Re: [PHP-DEV] [Discussion] Scalar Object Strings andMultibyteEncodings

June 22, 2019 13:32 (Rowan Collins)
On 20/06/2019 23:30, Mark Randall wrote:
> There does at least seem to be the starting point in that mb_string is > already widely used, and my suggestion that it "work as expected" is > more that it would work as the equivalent mb_string / iconv function > would.
I think this is a rather short-sighted way of looking at it. If people want the API provided by the mbstring extension, they can just use those functions; the advantage of designing a new set of functions is surely that we don't need to stick to past decisions. If we start to build a new standard library, as Zeev suggested in the deprecation thread, it is a once-in-a-lifetime chance to build something better, not just copy what's gone before.
> mb_strlen returns the number of codepoints for example, I'm not > immediately seeing anything about mb_string supporting Graphemes as > the only reference I could find to their manipulation was The intl > extension.

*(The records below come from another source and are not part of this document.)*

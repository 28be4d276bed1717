use std::path::PathBuf;

use clap::{Args, Parser, Subcommand};
use color_eyre::Result;
use color_eyre::eyre::eyre;
use proctree::config::{self, Config, load_config, load_config_from_path};
use proctree::render::{self, Columns, OutputFormat};
use proctree::{Collector, ProcessDataFlags, ProcessRecord, build_process_tree, filter_process_list};
use tracing::Level;

#[derive(Parser)]
#[command(
    name = "proctree",
    about = "Process table snapshots with memory, command line, owner and CPU details"
)]
struct Cli {
    /// Path to config file
    #[arg(long, global = true)]
    config: Option<PathBuf>,

    /// Log level: error, warn, info, debug, trace
    #[arg(long, global = true)]
    log_level: Option<String>,

    /// Log format: text, json
    #[arg(long, global = true)]
    log_format: Option<String>,

    #[command(subcommand)]
    command: Command,
}

#[derive(Subcommand)]
enum Command {
    /// List running processes
    List(ListArgs),
    /// Measure CPU usage over a one second window
    Cpu(CpuArgs),
}

#[derive(Args)]
struct ListArgs {
    /// Only this process and its descendants
    #[arg(long)]
    root: Option<u32>,

    /// Include working-set size
    #[arg(long)]
    memory: bool,

    /// Include the full command line
    #[arg(long)]
    command_line: bool,

    /// Include the owning account
    #[arg(long)]
    owner: bool,

    /// Output format: table, tree, json
    #[arg(long)]
    format: Option<String>,
}

#[derive(Args)]
struct CpuArgs {
    /// Sample this process and its descendants
    #[arg(long, conflicts_with = "pids")]
    root: Option<u32>,

    /// Output format: table, tree, json
    #[arg(long)]
    format: Option<String>,

    /// Processes to sample; all of them when empty
    pids: Vec<u32>,
}

fn main() -> Result<()> {
    color_eyre::install()?;

    let cli = Cli::parse();
    let config = load_config_for_cli(&cli);
    init_logging(&config.logging)?;

    let collector = Collector::new();
    let output = match &cli.command {
        Command::List(args) => run_list(&collector, &config, args)?,
        Command::Cpu(args) => run_cpu(&collector, &config, args)?,
    };
    print!("{output}");
    Ok(())
}

fn load_config_for_cli(cli: &Cli) -> Config {
    let mut config = match &cli.config {
        Some(path) => load_config_from_path(path),
        None => load_config(),
    };

    if let Some(ref level) = cli.log_level {
        config.logging.level = level.clone();
    }
    if let Some(ref format) = cli.log_format {
        config.logging.format = format.clone();
    }
    let format = match &cli.command {
        Command::List(args) => args.format.as_ref(),
        Command::Cpu(args) => args.format.as_ref(),
    };
    if let Some(format) = format {
        config.general.default_format = format.clone();
    }

    config
}

fn init_logging(logging: &config::LoggingConfig) -> Result<()> {
    let level = logging.level.parse::<Level>().unwrap_or(Level::WARN);
    let builder = tracing_subscriber::fmt()
        .with_max_level(level)
        .with_writer(std::io::stderr);

    let installed = if logging.format.eq_ignore_ascii_case("json") {
        tracing::subscriber::set_global_default(builder.json().finish())
    } else {
        tracing::subscriber::set_global_default(builder.finish())
    };
    installed.map_err(|e| eyre!("failed to set tracing subscriber: {e}"))
}

fn run_list(collector: &Collector, config: &Config, args: &ListArgs) -> Result<String> {
    let mut flags = ProcessDataFlags::NONE;
    if args.memory {
        flags |= ProcessDataFlags::MEMORY;
    }
    if args.command_line {
        flags |= ProcessDataFlags::COMMAND_LINE;
    }
    if args.owner {
        flags |= ProcessDataFlags::OWNER;
    }
    if flags.is_empty() {
        flags = config.general.default_flags();
    }

    let records = collector.list_processes(flags)?;
    let records = select_root(records, args.root)?;
    output(config, &records, args.root, Columns::from_flags(flags, false))
}

fn run_cpu(collector: &Collector, config: &Config, args: &CpuArgs) -> Result<String> {
    let records = collector.list_processes(ProcessDataFlags::NONE)?;
    let records = select_root(records, args.root)?;
    let records = if args.pids.is_empty() {
        records
    } else {
        let missing: Vec<String> = args
            .pids
            .iter()
            .filter(|pid| !records.iter().any(|r| r.pid == **pid))
            .map(u32::to_string)
            .collect();
        if !missing.is_empty() {
            tracing::warn!(pids = %missing.join(","), "requested processes are not running");
        }
        records
            .into_iter()
            .filter(|r| args.pids.contains(&r.pid))
            .collect()
    };

    let records = collector.sample_cpu(records);
    output(
        config,
        &records,
        args.root,
        Columns::from_flags(ProcessDataFlags::NONE, true),
    )
}

fn select_root(records: Vec<ProcessRecord>, root: Option<u32>) -> Result<Vec<ProcessRecord>> {
    match root {
        Some(pid) => {
            filter_process_list(pid, &records).ok_or_else(|| eyre!("process {pid} is not running"))
        }
        None => Ok(records),
    }
}

fn output(
    config: &Config,
    records: &[ProcessRecord],
    root: Option<u32>,
    columns: Columns,
) -> Result<String> {
    let width = config.general.command_width;
    let format = OutputFormat::from_str_config(&config.general.default_format);

    let tree = |pid: u32| {
        build_process_tree(records, pid).ok_or_else(|| eyre!("process {pid} is not running"))
    };
    let text = match (format, root) {
        (OutputFormat::Table, _) => render::render_table(records, columns, width),
        (OutputFormat::Tree, Some(pid)) => render::render_tree(&tree(pid)?, width),
        (OutputFormat::Tree, None) => render::render_forest(records, width),
        (OutputFormat::Json, Some(pid)) => render::render_json(&tree(pid)?)? + "\n",
        (OutputFormat::Json, None) => render::render_json(records)? + "\n",
    };
    Ok(text)
}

The mbstring extension was not built for Unicode, but for older Japanese multi-byte encodings, where the definition of "character" is much more straight-forward. Its Unicode support seems to mostly see code points as mappings for characters in some other encoding. (The oldest manual page for it on [1] is from 2001, and includes the quaint remark "As Unicode is getting popular, UTF-8 is used also.") The iconv library is even more explicitly aimed at converting between character sets, rather than understanding them (the extra functions such as iconv_strlen are unique to PHP). Unicode today is much more than a mapping of legacy encodings to a universal character set, and I can think of no useful purpose in declaring the "string length" of the British flag emoji to be 2, just because it is encoded as the sequence U+1F1EC U+1F1E7. [1] Regards, -- Rowan Collins [IMSoP]